Twenty years ago, on June 3, 1997, the Cardinals selected Ankiel in the second round. Ankiel, who had indicated he wanted a signing bonus of between $5 million and $10 million, signed two months later with the Cardinals for $2.5 million.

The move sent a clear signal that Cardinals ownership, in its second year under a group headed by Bill DeWitt, was committed to investing in talent.

Prep sensation

Ankiel, a left-hander, had been a standout pitcher at Port St. Lucie High School on Florida’s Treasure Coast. He had a three-year record of 30-4.

As a senior, Ankiel was 11-1 with an 0.41 ERA. He pitched three no-hitters and four one-hitters that season and struck out 162 batters in 74 innings.

“He went from being good his sophomore year to great his junior year and this year he became the best,” John Messina, baseball coach at Port St. Lucie High School, told the Palm Beach Post.

Said Marty Maier, Cardinals scouting director: “We think he’s the top left-handed high school pitcher in the draft.”

Ankiel also batted .359 with seven home runs and 27 RBI as a senior.

John DiPuglia, who scouted Ankiel for the Cardinals throughout the pitcher’s high school career, told the St. Louis Post-Dispatch, “In Florida, I’ve never seen a left-handed pitcher with his type of composure and stuff on the mound.”

In March 1997, Ankiel had signed a letter of intent to attend the University of Miami in Coral Gables, Fla. Ankiel and his adviser, Scott Boras, told major-league organizations it would take as much as $10 million, and no less than $5 million, to sign him, or else he would play college baseball for the Miami Hurricanes.

“A couple of teams said, ‘Will you take less than ($5 million)?’ and I told them no,” Ankiel said. “I was firm.”

Steal of a deal

No organization wanted to pay the price Ankiel was asking and few were willing to risk using a high draft choice on a player they might not be able to sign.

“He should have been drafted in the top 10,” said Cardinals general manager Walt Jocketty.

Instead, Ankiel wasn’t selected in the first round. The top three picks were pitcher Matt Anderson by the Tigers, outfielder J.D. Drew by the Phillies and third baseman Troy Glaus by the Angels.

The Cardinals, with the 20th pick in the first round, took infielder Adam Kennedy.

Deep into the second round, Ankiel still was undrafted.

When it was the Cardinals’ turn to make their second choice, with the 72nd overall pick, they took Ankiel, not knowing whether they could sign him.

“We thought long and hard about it,” Jocketty said. “We took our time … Bill DeWitt was there with us.”

Wrote the Post-Dispatch: “The Cards might have taken a risk in the second round, but possibly got the steal of the draft.”

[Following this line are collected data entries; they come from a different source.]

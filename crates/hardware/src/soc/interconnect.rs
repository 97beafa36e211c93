//! System interconnect (bus) for memory and MMIO access.
//!
//! This module implements the bus that routes physical address accesses to devices. It provides:
//! 1. **Device registration:** Devices are added by address range, sorted, and checked for overlap.
//! 2. **Access routing:** Width-tagged reads and writes with a last-device hint for throughput.
//! 3. **Unmapped policy:** Accesses no device claims either read as zero and drop writes,
//!    or fail with a `BusFault`, depending on the configured `UnmappedAccess`.
//! 4. **Image loading:** Bulk byte writes into whichever device owns the target range.

use tracing::{debug, warn};

use crate::common::{BusFault, MemWidth, SimError};
use crate::config::UnmappedAccess;
use crate::soc::traits::Device;

/// System bus connecting the CPU and devices; routes accesses by physical address.
pub struct Bus {
    devices: Vec<Box<dyn Device>>,
    policy: UnmappedAccess,
    last_device_idx: usize,
}

impl std::fmt::Debug for Bus {
    fn fmt(&self, f: &mut std::fmt::Formatter<'_>) -> std::fmt::Result {
        f.debug_struct("Bus")
            .field(
                "devices",
                &self.devices.iter().map(|d| d.name()).collect::<Vec<_>>(),
            )
            .field("policy", &self.policy)
            .finish_non_exhaustive()
    }
}

impl Bus {
    /// Creates an empty bus applying `policy` to unmapped accesses.
    pub const fn new(policy: UnmappedAccess) -> Self {
        Self {
            devices: Vec::new(),
            policy,
            last_device_idx: 0,
        }
    }

    /// Returns the unmapped-access policy in force.
    pub const fn policy(&self) -> UnmappedAccess {
        self.policy
    }

    /// Registers a device; devices are kept sorted by base address.
    ///
    /// # Errors
    ///
    /// Returns `SimError::DeviceOverlap` if the new window intersects an
    /// existing one. The bus is left unchanged in that case.
    pub fn add_device(&mut self, dev: Box<dyn Device>) -> Result<(), SimError> {
        let (base, size) = dev.address_range();
        let end = base.saturating_add(size);
        if let Some(other) = self.devices.iter().find(|d| {
            let (b, s) = d.address_range();
            base < b.saturating_add(s) && b < end
        }) {
            return Err(SimError::DeviceOverlap {
                device: dev.name().to_owned(),
                existing: other.name().to_owned(),
            });
        }

        debug!(
            device = dev.name(),
            "registered device at [{base:#x}, {end:#x})"
        );
        self.devices.push(dev);
        self.devices.sort_by_key(|d| d.address_range().0);
        self.last_device_idx = 0;
        Ok(())
    }

    /// Returns the names of all registered devices in address order.
    pub fn device_names(&self) -> impl Iterator<Item = &str> {
        self.devices.iter().map(|d| d.name())
    }

    /// Returns whether the given physical address is backed by any device.
    pub fn is_valid_address(&self, paddr: u64) -> bool {
        self.devices.iter().any(|dev| {
            let (start, size) = dev.address_range();
            paddr >= start && paddr - start < size
        })
    }

    /// Finds the device whose window holds all `len` bytes starting at `paddr`.
    fn find_device(&mut self, paddr: u64, len: u64) -> Option<(usize, u64)> {
        let fits = |dev: &dyn Device| {
            let (start, size) = dev.address_range();
            paddr >= start && size >= len && paddr - start <= size - len
        };

        if let Some(dev) = self.devices.get(self.last_device_idx) {
            if fits(dev.as_ref()) {
                let start = dev.address_range().0;
                return Some((self.last_device_idx, paddr - start));
            }
        }

        let idx = self.devices.iter().position(|d| fits(d.as_ref()))?;
        self.last_device_idx = idx;
        Some((idx, paddr - self.devices[idx].address_range().0))
    }

    /// Reads `width` bytes at `paddr`, zero-extended to 64 bits.
    ///
    /// # Errors
    ///
    /// Returns a `BusFault` when no device claims the whole access and the
    /// policy is `UnmappedAccess::Fault`. Under `Ignore` the read yields 0.
    pub fn read(&mut self, paddr: u64, width: MemWidth) -> Result<u64, BusFault> {
        if let Some((idx, offset)) = self.find_device(paddr, width.bytes()) {
            return Ok(self.devices[idx].read(offset, width));
        }
        match self.policy {
            UnmappedAccess::Ignore => {
                warn!(%width, "read from unmapped address {paddr:#x} returns 0");
                Ok(0)
            }
            UnmappedAccess::Fault => Err(BusFault { addr: paddr }),
        }
    }

    /// Writes the low `width` bytes of `value` at `paddr`.
    ///
    /// # Errors
    ///
    /// Returns a `BusFault` when no device claims the whole access and the
    /// policy is `UnmappedAccess::Fault`. Under `Ignore` the write is dropped.
    pub fn write(&mut self, paddr: u64, value: u64, width: MemWidth) -> Result<(), BusFault> {
        if let Some((idx, offset)) = self.find_device(paddr, width.bytes()) {
            self.devices[idx].write(offset, value & width.mask(), width);
            return Ok(());
        }
        match self.policy {
            UnmappedAccess::Ignore => {
                warn!(%width, "write of {value:#x} to unmapped address {paddr:#x} dropped");
                Ok(())
            }
            UnmappedAccess::Fault => Err(BusFault { addr: paddr }),
        }
    }

    /// Writes a binary blob into memory at the given physical address.
    ///
    /// If one device claims the whole range, the blob goes through its
    /// `write_bytes`; otherwise it is written byte by byte under the bus policy.
    ///
    /// # Errors
    ///
    /// Returns the first `BusFault` raised by a byte write.
    pub fn load_binary_at(&mut self, data: &[u8], addr: u64) -> Result<(), BusFault> {
        if let Some((idx, offset)) = self.find_device(addr, data.len() as u64) {
            self.devices[idx].write_bytes(offset, data);
            return Ok(());
        }
        for (i, byte) in data.iter().enumerate() {
            self.write(addr + i as u64, u64::from(*byte), MemWidth::Byte)?;
        }
        Ok(())
    }
}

Boras, a former Cardinals prospect, had warned Ankiel he might slip past the first round because of his financial demands. “It was something that we talked about and we kind of knew in a way that it was going to happen,” Ankiel said.

Sales pitch

Two weeks after the Cardinals drafted Ankiel, Jocketty, Maier and two others from the front office _ Jerry Walker, vice president of player personnel, and Mike Jorgensen, player development director _ met with the pitcher and his parents for two hours at their home in Fort Pierce, Fla.

Jocketty said they talked about how the Cardinals develop pitchers and informed them about the history and philosophy of the organization. He said they didn’t discuss money.

When contract discussions eventually did get under way with Boras, both sides played hardball. “At one point,” Jocketty said, “we were prepared to go the other way and he was prepared to go to school. It was a tough negotiation, but not any tougher than most.”

On Aug. 25, a month after his 18th birthday and three days before he was to enroll at Miami, Ankiel agreed to a deal with the Cardinals. He signed the contract on Aug. 28 in St. Louis.

Though the $2.5 million signing bonus was much less than what he had said he wanted, Ankiel received more money than Kennedy, the first-round pick who signed two months earlier for what was reported to be about $1 million.

“We told (Ankiel) all along we would approach him like a first-round pick,” Jocketty said.

High hopes

The Cardinals, who in 1997 would fail to qualify for the postseason for the ninth time in 10 years, projected Ankiel to develop into a big-league starter.

“If he stays healthy and progresses like he should, he should move quickly through our organization,” Jocketty said to the Associated Press.

Said Ankiel: “I’m thinking I’ll make it to the big leagues in three years. My goal is to be here when I’m 21.”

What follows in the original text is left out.